§ PROBLEM DESCRIPTION
Below are some records. Say how many of their lines contain the string "time", and give nothing but the number.

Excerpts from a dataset
^^^^

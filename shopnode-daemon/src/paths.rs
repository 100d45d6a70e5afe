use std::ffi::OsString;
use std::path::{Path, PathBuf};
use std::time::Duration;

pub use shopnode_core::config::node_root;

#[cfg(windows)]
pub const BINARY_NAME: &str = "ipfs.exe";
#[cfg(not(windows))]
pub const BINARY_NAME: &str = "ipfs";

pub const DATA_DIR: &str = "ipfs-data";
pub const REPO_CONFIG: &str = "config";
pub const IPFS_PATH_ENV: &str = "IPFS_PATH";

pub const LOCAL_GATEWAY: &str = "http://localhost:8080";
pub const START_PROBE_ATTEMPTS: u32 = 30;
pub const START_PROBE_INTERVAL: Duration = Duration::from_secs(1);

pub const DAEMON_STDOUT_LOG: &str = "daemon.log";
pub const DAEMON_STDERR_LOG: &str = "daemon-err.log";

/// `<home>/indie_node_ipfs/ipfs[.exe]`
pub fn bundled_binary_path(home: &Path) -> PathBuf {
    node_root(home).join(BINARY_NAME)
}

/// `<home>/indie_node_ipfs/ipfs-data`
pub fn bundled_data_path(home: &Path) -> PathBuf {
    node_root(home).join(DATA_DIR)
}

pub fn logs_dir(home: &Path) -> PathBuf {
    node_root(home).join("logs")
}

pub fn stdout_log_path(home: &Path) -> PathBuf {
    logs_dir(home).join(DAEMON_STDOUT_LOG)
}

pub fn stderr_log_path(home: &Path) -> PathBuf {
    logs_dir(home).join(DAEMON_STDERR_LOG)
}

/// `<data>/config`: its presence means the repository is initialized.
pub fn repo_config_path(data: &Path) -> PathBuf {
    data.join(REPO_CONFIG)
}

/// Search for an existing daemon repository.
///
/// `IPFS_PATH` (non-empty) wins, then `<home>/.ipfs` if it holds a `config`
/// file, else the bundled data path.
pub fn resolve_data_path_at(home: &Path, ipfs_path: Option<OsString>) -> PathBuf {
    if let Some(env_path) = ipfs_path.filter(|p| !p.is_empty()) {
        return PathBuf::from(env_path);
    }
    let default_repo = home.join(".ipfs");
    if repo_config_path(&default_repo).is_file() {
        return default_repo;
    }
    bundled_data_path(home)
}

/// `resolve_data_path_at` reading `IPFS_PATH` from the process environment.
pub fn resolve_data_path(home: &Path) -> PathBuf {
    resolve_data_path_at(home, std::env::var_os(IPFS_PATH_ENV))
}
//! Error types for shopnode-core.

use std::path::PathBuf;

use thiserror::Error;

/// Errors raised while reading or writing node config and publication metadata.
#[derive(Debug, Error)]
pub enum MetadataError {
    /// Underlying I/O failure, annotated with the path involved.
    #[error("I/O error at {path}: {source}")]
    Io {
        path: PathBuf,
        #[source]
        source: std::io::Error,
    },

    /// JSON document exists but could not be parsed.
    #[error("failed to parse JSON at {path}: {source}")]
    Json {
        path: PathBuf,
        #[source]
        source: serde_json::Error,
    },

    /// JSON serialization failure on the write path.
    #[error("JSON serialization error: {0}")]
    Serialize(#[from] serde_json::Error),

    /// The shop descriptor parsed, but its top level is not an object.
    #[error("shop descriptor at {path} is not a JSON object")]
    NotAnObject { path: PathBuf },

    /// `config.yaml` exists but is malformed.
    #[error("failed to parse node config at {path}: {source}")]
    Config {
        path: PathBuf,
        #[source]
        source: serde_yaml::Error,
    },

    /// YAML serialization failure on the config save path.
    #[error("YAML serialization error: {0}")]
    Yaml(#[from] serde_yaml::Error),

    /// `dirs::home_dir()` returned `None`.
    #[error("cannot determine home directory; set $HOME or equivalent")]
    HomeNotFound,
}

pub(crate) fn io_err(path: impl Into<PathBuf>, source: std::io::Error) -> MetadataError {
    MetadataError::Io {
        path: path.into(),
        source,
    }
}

^^^^

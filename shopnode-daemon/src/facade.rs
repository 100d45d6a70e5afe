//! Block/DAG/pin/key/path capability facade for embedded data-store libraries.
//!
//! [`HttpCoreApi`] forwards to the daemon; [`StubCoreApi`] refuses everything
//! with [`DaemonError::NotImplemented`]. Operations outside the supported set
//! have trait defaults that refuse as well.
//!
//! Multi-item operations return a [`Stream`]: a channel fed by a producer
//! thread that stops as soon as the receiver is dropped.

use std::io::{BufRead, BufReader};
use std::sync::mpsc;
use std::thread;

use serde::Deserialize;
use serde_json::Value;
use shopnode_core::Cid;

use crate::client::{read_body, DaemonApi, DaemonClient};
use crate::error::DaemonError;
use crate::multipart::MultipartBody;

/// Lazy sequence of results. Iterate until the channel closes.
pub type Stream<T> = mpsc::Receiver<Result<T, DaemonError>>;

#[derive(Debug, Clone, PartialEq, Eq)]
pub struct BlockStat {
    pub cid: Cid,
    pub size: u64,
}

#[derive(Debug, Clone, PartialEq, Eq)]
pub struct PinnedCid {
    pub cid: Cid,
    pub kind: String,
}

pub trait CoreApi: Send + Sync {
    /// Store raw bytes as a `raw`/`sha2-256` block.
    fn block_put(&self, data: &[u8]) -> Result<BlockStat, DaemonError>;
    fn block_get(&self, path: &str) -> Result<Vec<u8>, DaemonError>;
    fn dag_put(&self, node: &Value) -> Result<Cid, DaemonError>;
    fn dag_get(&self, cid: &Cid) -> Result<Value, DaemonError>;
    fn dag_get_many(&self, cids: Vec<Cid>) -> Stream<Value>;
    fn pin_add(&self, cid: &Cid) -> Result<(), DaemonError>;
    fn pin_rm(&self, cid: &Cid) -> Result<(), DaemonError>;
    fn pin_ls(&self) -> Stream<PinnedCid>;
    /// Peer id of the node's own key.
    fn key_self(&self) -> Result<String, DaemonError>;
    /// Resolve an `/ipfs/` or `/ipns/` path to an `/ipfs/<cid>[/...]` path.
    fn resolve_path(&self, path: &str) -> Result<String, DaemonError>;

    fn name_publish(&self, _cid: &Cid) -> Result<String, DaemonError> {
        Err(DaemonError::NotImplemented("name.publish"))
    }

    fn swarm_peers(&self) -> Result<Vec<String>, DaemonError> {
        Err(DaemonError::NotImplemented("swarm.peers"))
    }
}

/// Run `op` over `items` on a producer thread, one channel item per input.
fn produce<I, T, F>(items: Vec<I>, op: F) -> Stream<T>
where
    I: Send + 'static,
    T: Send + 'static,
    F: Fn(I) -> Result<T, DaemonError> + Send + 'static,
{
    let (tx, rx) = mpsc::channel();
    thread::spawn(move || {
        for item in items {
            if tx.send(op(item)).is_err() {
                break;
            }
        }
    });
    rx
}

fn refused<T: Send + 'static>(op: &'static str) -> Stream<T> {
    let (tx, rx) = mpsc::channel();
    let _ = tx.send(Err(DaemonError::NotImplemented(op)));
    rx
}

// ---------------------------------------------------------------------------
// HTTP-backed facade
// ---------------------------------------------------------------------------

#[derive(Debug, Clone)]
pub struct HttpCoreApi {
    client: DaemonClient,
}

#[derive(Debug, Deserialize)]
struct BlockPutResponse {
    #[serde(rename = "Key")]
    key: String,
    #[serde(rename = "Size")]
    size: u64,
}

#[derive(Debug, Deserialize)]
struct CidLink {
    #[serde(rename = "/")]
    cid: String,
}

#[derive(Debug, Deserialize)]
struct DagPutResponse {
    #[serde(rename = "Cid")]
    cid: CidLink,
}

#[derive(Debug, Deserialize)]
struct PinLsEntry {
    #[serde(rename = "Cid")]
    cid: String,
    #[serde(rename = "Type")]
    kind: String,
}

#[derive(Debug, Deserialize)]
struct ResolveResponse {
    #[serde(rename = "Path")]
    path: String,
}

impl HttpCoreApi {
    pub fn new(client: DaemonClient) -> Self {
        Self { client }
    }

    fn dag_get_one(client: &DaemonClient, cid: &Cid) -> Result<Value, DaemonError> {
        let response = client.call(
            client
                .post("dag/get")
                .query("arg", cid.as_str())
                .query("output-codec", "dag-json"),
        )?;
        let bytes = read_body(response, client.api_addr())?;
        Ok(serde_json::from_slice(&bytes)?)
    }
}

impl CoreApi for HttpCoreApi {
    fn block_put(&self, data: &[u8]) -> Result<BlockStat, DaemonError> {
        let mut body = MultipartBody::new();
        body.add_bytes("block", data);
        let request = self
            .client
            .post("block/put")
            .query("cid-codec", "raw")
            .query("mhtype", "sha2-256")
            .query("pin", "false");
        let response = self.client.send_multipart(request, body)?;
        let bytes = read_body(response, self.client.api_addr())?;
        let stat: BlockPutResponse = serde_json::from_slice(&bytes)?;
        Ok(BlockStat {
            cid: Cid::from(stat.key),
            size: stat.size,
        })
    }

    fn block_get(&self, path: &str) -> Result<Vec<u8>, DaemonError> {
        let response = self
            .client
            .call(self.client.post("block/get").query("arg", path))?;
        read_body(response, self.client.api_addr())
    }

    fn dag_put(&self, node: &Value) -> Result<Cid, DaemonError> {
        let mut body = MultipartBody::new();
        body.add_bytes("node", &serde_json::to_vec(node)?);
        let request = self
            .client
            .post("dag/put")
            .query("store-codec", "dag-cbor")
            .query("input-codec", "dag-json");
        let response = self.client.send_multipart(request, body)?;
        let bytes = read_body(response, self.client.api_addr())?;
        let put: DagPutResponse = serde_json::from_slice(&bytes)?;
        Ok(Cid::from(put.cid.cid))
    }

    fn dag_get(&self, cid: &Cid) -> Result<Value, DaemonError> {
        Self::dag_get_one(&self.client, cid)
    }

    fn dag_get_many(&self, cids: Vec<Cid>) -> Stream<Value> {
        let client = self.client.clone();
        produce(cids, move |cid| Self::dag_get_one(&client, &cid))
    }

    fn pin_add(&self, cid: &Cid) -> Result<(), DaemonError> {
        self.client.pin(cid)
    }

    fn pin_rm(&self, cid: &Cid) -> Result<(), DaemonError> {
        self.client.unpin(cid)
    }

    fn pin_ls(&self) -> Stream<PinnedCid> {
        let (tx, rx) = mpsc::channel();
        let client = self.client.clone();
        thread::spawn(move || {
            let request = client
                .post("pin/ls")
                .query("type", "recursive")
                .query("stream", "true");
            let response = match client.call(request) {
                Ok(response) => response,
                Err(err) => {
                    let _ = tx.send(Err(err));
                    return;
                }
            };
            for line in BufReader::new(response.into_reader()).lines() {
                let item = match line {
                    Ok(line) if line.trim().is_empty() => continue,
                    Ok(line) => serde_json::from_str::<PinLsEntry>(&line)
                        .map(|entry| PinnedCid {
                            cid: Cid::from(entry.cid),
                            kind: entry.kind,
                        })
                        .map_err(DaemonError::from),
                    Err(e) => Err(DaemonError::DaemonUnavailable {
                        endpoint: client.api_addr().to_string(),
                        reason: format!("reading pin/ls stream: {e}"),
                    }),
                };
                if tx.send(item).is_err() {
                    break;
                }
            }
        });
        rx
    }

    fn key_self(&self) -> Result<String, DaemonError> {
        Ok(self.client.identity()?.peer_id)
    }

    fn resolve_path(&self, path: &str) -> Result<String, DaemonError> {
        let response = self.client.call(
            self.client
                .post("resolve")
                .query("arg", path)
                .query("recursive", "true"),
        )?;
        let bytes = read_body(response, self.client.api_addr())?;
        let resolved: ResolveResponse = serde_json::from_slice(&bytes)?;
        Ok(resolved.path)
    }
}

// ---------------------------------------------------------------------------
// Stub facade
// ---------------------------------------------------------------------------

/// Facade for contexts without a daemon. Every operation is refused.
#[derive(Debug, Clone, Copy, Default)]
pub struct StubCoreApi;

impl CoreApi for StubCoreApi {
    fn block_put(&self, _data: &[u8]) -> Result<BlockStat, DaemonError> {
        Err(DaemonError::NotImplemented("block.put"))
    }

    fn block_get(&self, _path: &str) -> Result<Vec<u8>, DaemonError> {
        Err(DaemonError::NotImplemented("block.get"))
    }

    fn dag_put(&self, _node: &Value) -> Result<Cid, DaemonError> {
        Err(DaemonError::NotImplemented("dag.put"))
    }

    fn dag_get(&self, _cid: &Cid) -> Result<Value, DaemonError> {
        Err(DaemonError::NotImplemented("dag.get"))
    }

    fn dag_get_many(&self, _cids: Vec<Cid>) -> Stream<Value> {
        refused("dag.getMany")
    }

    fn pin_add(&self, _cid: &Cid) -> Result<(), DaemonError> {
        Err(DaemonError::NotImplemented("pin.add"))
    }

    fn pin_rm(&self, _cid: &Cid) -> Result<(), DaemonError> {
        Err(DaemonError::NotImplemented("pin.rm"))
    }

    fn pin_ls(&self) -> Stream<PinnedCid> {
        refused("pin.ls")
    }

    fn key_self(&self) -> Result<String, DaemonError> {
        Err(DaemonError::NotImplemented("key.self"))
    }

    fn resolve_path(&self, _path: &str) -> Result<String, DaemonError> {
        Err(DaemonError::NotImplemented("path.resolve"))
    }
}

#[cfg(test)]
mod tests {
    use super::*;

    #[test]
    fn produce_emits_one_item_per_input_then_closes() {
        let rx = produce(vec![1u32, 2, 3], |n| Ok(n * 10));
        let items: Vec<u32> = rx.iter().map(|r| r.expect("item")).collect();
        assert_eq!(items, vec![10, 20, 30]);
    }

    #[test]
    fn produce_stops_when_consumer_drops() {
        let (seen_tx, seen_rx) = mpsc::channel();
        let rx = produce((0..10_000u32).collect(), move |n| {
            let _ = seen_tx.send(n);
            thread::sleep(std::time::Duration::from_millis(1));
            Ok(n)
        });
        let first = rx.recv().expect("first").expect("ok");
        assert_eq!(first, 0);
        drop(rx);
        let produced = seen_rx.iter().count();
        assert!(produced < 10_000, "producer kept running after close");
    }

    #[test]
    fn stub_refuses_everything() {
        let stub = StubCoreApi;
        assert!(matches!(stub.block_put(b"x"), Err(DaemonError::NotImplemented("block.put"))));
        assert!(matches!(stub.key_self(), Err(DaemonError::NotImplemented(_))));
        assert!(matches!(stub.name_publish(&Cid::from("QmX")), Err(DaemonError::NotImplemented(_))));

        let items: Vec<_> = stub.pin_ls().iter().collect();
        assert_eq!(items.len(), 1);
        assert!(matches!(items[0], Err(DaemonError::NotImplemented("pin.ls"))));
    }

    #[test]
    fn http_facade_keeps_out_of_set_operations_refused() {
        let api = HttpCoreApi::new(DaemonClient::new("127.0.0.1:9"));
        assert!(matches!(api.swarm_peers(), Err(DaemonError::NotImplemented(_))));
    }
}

^^^^

§ TASK ANSWER
2